EXERCISE = Although the data below holds other lines too, output only those from the line with "for configuration management" up to and including the line with "pub struct ProvisioningCredentials", exactly as they appear.

Stored data =
^^^^
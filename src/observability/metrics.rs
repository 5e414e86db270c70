//! # Metrics
//!
//! Prometheus metrics for monitoring reconciliation.
//!
//! ## Metrics Exposed
//!
//! - `federation_reconciliations_total` - Controller operations by resource and operation
//! - `federation_reconciliation_errors_total` - Failed controller operations by error kind
//! - `federation_reconciliation_duration_seconds` - Duration of controller operations
//! - `federation_partial_failures_total` - Failures that left remote state partially applied
//! - `federation_drift_detected_total` - Records found missing remotely and cleared
//! - `federation_remote_calls_total` - Remote calls by service and call
//! - `federation_remote_call_errors_total` - Failed remote calls by service and call
//! - `federation_remote_call_duration_seconds` - Duration of remote calls by service
//! - `federation_revocation_wait_seconds` - Time spent between credential revoke and set

use anyhow::Result;
use prometheus::{Histogram, HistogramVec, IntCounterVec, Registry};
use std::sync::LazyLock;

// Metrics
pub static REGISTRY: LazyLock<Registry> = LazyLock::new(Registry::new);

static RECONCILIATIONS_TOTAL: LazyLock<IntCounterVec> = LazyLock::new(|| {
    IntCounterVec::new(
        prometheus::Opts::new(
            "federation_reconciliations_total",
            "Total number of controller operations by resource and operation",
        ),
        &["resource", "operation"],
    )
    .expect("Failed to create RECONCILIATIONS_TOTAL metric - this should never happen")
});

static RECONCILIATION_ERRORS_TOTAL: LazyLock<IntCounterVec> = LazyLock::new(|| {
    IntCounterVec::new(
        prometheus::Opts::new(
            "federation_reconciliation_errors_total",
            "Total number of failed controller operations by error kind",
        ),
        &["resource", "operation", "kind"],
    )
    .expect("Failed to create RECONCILIATION_ERRORS_TOTAL metric - this should never happen")
});

static RECONCILIATION_DURATION: LazyLock<HistogramVec> = LazyLock::new(|| {
    HistogramVec::new(
        prometheus::HistogramOpts::new(
            "federation_reconciliation_duration_seconds",
            "Duration of controller operations in seconds",
        )
        .buckets(vec![0.1, 0.5, 1.0, 2.0, 5.0, 15.0, 30.0, 60.0, 120.0]),
        &["resource", "operation"],
    )
    .expect("Failed to create RECONCILIATION_DURATION metric - this should never happen")
});

static PARTIAL_FAILURES_TOTAL: LazyLock<IntCounterVec> = LazyLock::new(|| {
    IntCounterVec::new(
        prometheus::Opts::new(
            "federation_partial_failures_total",
            "Total number of failures that left remote state partially applied",
        ),
        &["resource", "operation"],
    )
    .expect("Failed to create PARTIAL_FAILURES_TOTAL metric - this should never happen")
});

static DRIFT_DETECTED_TOTAL: LazyLock<IntCounterVec> = LazyLock::new(|| {
    IntCounterVec::new(
        prometheus::Opts::new(
            "federation_drift_detected_total",
            "Total number of records found missing remotely and cleared",
        ),
        &["resource"],
    )
    .expect("Failed to create DRIFT_DETECTED_TOTAL metric - this should never happen")
});

static REMOTE_CALLS_TOTAL: LazyLock<IntCounterVec> = LazyLock::new(|| {
    IntCounterVec::new(
        prometheus::Opts::new(
            "federation_remote_calls_total",
            "Total number of remote calls by service and call",
        ),
        &["service", "call"],
    )
    .expect("Failed to create REMOTE_CALLS_TOTAL metric - this should never happen")
});

static REMOTE_CALL_ERRORS_TOTAL: LazyLock<IntCounterVec> = LazyLock::new(|| {
    IntCounterVec::new(
        prometheus::Opts::new(
            "federation_remote_call_errors_total",
            "Total number of failed remote calls by service and call",
        ),
        &["service", "call"],
    )
    .expect("Failed to create REMOTE_CALL_ERRORS_TOTAL metric - this should never happen")
});

static REMOTE_CALL_DURATION: LazyLock<HistogramVec> = LazyLock::new(|| {
    HistogramVec::new(
        prometheus::HistogramOpts::new(
            "federation_remote_call_duration_seconds",
            "Duration of remote calls in seconds by service",
        )
        .buckets(vec![0.05, 0.1, 0.5, 1.0, 2.0, 5.0, 10.0]),
        &["service"],
    )
    .expect("Failed to create REMOTE_CALL_DURATION metric - this should never happen")
});

static REVOCATION_WAIT: LazyLock<Histogram> = LazyLock::new(|| {
    Histogram::with_opts(
        prometheus::HistogramOpts::new(
            "federation_revocation_wait_seconds",
            "Time spent waiting for credential revocation before setting new credentials",
        )
        .buckets(vec![0.5, 1.0, 2.0, 5.0, 15.0, 30.0, 60.0, 120.0]),
    )
    .expect("Failed to create REVOCATION_WAIT metric - this should never happen")
});

#[allow(
    clippy::missing_errors_doc,
    reason = "Error documentation is provided in doc comments"
)]
/// Register all metrics with `REGISTRY`
///
/// Fails if called twice, since Prometheus rejects duplicate registration.
pub fn register_metrics() -> Result<()> {
    REGISTRY.register(Box::new(RECONCILIATIONS_TOTAL.clone()))?;
    REGISTRY.register(Box::new(RECONCILIATION_ERRORS_TOTAL.clone()))?;
    REGISTRY.register(Box::new(RECONCILIATION_DURATION.clone()))?;
    REGISTRY.register(Box::new(PARTIAL_FAILURES_TOTAL.clone()))?;
    REGISTRY.register(Box::new(DRIFT_DETECTED_TOTAL.clone()))?;
    REGISTRY.register(Box::new(REMOTE_CALLS_TOTAL.clone()))?;
    REGISTRY.register(Box::new(REMOTE_CALL_ERRORS_TOTAL.clone()))?;
    REGISTRY.register(Box::new(REMOTE_CALL_DURATION.clone()))?;
    REGISTRY.register(Box::new(REVOCATION_WAIT.clone()))?;

    Ok(())
}

pub fn record_reconciliation(resource: &str, operation: &str, duration: f64) {
    RECONCILIATIONS_TOTAL
        .with_label_values(&[resource, operation])
        .inc();
    RECONCILIATION_DURATION
        .with_label_values(&[resource, operation])
        .observe(duration);
}

pub fn increment_reconciliation_errors(resource: &str, operation: &str, kind: &str) {
    RECONCILIATION_ERRORS_TOTAL
        .with_label_values(&[resource, operation, kind])
        .inc();
}

pub fn increment_partial_failures(resource: &str, operation: &str) {
    PARTIAL_FAILURES_TOTAL
        .with_label_values(&[resource, operation])
        .inc();
}

pub fn increment_drift_detected(resource: &str) {
    DRIFT_DETECTED_TOTAL.with_label_values(&[resource]).inc();
}

pub fn record_remote_call(service: &str, call: &str, duration: f64) {
    REMOTE_CALLS_TOTAL.with_label_values(&[service, call]).inc();
    REMOTE_CALL_DURATION
        .with_label_values(&[service])
        .observe(duration);
}

pub fn increment_remote_call_errors(service: &str, call: &str) {
    REMOTE_CALL_ERRORS_TOTAL
        .with_label_values(&[service, call])
        .inc();
}

pub fn observe_revocation_wait(duration: f64) {
    REVOCATION_WAIT.observe(duration);
}

/// Current value of `federation_drift_detected_total` for a resource
pub fn drift_detected(resource: &str) -> u64 {
    DRIFT_DETECTED_TOTAL.with_label_values(&[resource]).get()
}
//! # Prelude
//!
//! Re-exports commonly used types and traits for convenience.
//!
//! ## Usage
//!
//! ```rust
//! use federated_app_controller::prelude::*;
//! ```
//!
//! This brings into scope:
//! - Resource specs and records
//! - Provider traits (IdentityDirectory, Provisioning) and `RemoteError`
//! - Controllers, the `ResourceController` trait and `refresh`
//! - `ControllerConfig`

// Resource types - what the host authors and persists
pub use crate::resource::{
    ApplicationRecord, ApplicationSpec, AttachmentKey, AttachmentRecord, AttachmentSpec,
    ProvisioningCredentials, ReconciledRecord,
};

// Provider traits - needed for implementing clients
pub use crate::provider::{IdentityDirectory, Provisioning, RemoteError, RevocationState};

// Controllers - core reconciliation functionality
pub use crate::controller::{
    refresh, ApplicationController, AttachmentController, ReconcileError, ResourceController,
};

// Config types - for configuration management
pub use crate::config::ControllerConfig;

pub use tokio_util::sync::CancellationToken;
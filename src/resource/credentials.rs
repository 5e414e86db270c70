//! # Provisioning Credentials
//!
//! The access key / secret pair handed to the provisioning service.
//! The pair is write-only: it is accepted from the desired state, sent to
//! the provisioning service, and never read back or persisted in a record.

use schemars::JsonSchema;
use serde::Deserialize;
use zeroize::{Zeroize, ZeroizeOnDrop};

/// Federated-access credentials for one application
///
/// The secret is wiped from memory on drop and never shows up in `Debug` output.
#[derive(Clone, PartialEq, Eq, Deserialize, JsonSchema, Zeroize, ZeroizeOnDrop)]
pub struct ProvisioningCredentials {
    /// Access key of the cloud identity the provisioning service acts as
    #[schemars(extend("writeOnly" = true))]
    pub access_key: String,
    /// Secret paired with `access_key`
    #[schemars(extend("writeOnly" = true))]
    pub secret: String,
}

impl ProvisioningCredentials {
    pub fn new(access_key: impl Into<String>, secret: impl Into<String>) -> Self {
        Self {
            access_key: access_key.into(),
            secret: secret.into(),
        }
    }
}

impl std::fmt::Debug for ProvisioningCredentials {
    fn fmt(&self, f: &mut std::fmt::Formatter<'_>) -> std::fmt::Result {
        f.debug_struct("ProvisioningCredentials")
            .field("access_key", &self.access_key)
            .field("secret", &"<redacted>")
            .finish()
    }
}
//! # Resource Schema Export
//!
//! JSON Schema of the configuration surface the host exposes for each
//! resource type, plus the computed outputs it should expect back.

use schemars::schema_for;
use serde::Serialize;
use serde_json::Value;

use crate::resource::{ApplicationSpec, AttachmentSpec};

/// Schema of one resource type
#[derive(Debug, Clone, Serialize)]
pub struct ResourceSchema {
    /// JSON Schema of the authored spec
    pub spec: Value,
    /// Fields the controller fills in and the host must not author
    pub computed: Vec<&'static str>,
}

/// Schemas of every resource type, keyed by resource type name
#[derive(Debug, Clone, Serialize)]
pub struct ResourceSchemas {
    pub application: ResourceSchema,
    pub attachment: ResourceSchema,
}

/// Generate the schemas for both resource types
///
/// # Errors
///
/// Returns an error if a generated schema cannot be converted to JSON.
pub fn resource_schemas() -> Result<ResourceSchemas, serde_json::Error> {
    Ok(ResourceSchemas {
        application: ResourceSchema {
            spec: serde_json::to_value(schema_for!(ApplicationSpec))?,
            computed: vec!["id", "saml_metadata_document"],
        },
        attachment: ResourceSchema {
            spec: serde_json::to_value(schema_for!(AttachmentSpec))?,
            computed: vec!["id", "status", "display_name"],
        },
    })
}
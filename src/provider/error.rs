use std::time::Duration;

use thiserror::Error;

/// Remote service a call went to
#[derive(Debug, Clone, Copy, PartialEq, Eq, Hash)]
pub enum Service {
    Directory,
    Provisioning,
}

impl Service {
    pub fn as_str(self) -> &'static str {
        match self {
            Service::Directory => "directory",
            Service::Provisioning => "provisioning",
        }
    }
}

impl std::fmt::Display for Service {
    fn fmt(&self, f: &mut std::fmt::Formatter<'_>) -> std::fmt::Result {
        f.write_str(self.as_str())
    }
}

/// Failure reported by a remote service client
#[derive(Debug, Clone, PartialEq, Eq, Error)]
pub enum RemoteError {
    #[error("{service} has no {object}")]
    NotFound { service: Service, object: String },

    #[error("{service} rejected the request{}: {message}", .status.map(|s| format!(" ({s})")).unwrap_or_default())]
    Rejected {
        service: Service,
        status: Option<u16>,
        message: String,
    },

    #[error("{service} is unavailable: {message}")]
    Unavailable { service: Service, message: String },

    #[error("{service} call timed out after {elapsed:?}")]
    Timeout { service: Service, elapsed: Duration },
}

impl RemoteError {
    pub fn not_found(service: Service, object: impl Into<String>) -> Self {
        Self::NotFound {
            service,
            object: object.into(),
        }
    }

    pub fn rejected(service: Service, status: Option<u16>, message: impl Into<String>) -> Self {
        Self::Rejected {
            service,
            status,
            message: message.into(),
        }
    }

    pub fn unavailable(service: Service, message: impl Into<String>) -> Self {
        Self::Unavailable {
            service,
            message: message.into(),
        }
    }

    pub fn is_not_found(&self) -> bool {
        matches!(self, Self::NotFound { .. })
    }

    pub fn service(&self) -> Service {
        match self {
            Self::NotFound { service, .. }
            | Self::Rejected { service, .. }
            | Self::Unavailable { service, .. }
            | Self::Timeout { service, .. } => *service,
        }
    }
}

#[cfg(test)]
mod tests {
    use super::*;

    #[test]
    fn test_display_includes_service_and_status() {
        let err = RemoteError::rejected(Service::Directory, Some(400), "label too long");
        assert_eq!(
            err.to_string(),
            "directory rejected the request (400): label too long"
        );

        let err = RemoteError::rejected(Service::Provisioning, None, "bad key");
        assert_eq!(err.to_string(), "provisioning rejected the request: bad key");
    }

    #[test]
    fn test_not_found_is_distinguishable() {
        assert!(RemoteError::not_found(Service::Directory, "application 0oa1").is_not_found());
        assert!(!RemoteError::unavailable(Service::Directory, "503").is_not_found());
        assert!(!RemoteError::Timeout {
            service: Service::Provisioning,
            elapsed: Duration::from_secs(1),
        }
        .is_not_found());
    }
}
^^^^
SOLUTION =
// Config types - for configuration management
pub use crate::config::ControllerConfig;

pub use tokio_util::sync::CancellationToken;
filename src/resource/credentials.rs
repository 5e414e86db270c70
//! # Provisioning Credentials
//!
//! The access key / secret pair handed to the provisioning service.
//! The pair is write-only: it is accepted from the desired state, sent to
//! the provisioning service, and never read back or persisted in a record.

use schemars::JsonSchema;
use serde::Deserialize;
use zeroize::{Zeroize, ZeroizeOnDrop};

/// Federated-access credentials for one application
///
/// The secret is wiped from memory on drop and never shows up in `Debug` output.
#[derive(Clone, PartialEq, Eq, Deserialize, JsonSchema, Zeroize, ZeroizeOnDrop)]
pub struct ProvisioningCredentials {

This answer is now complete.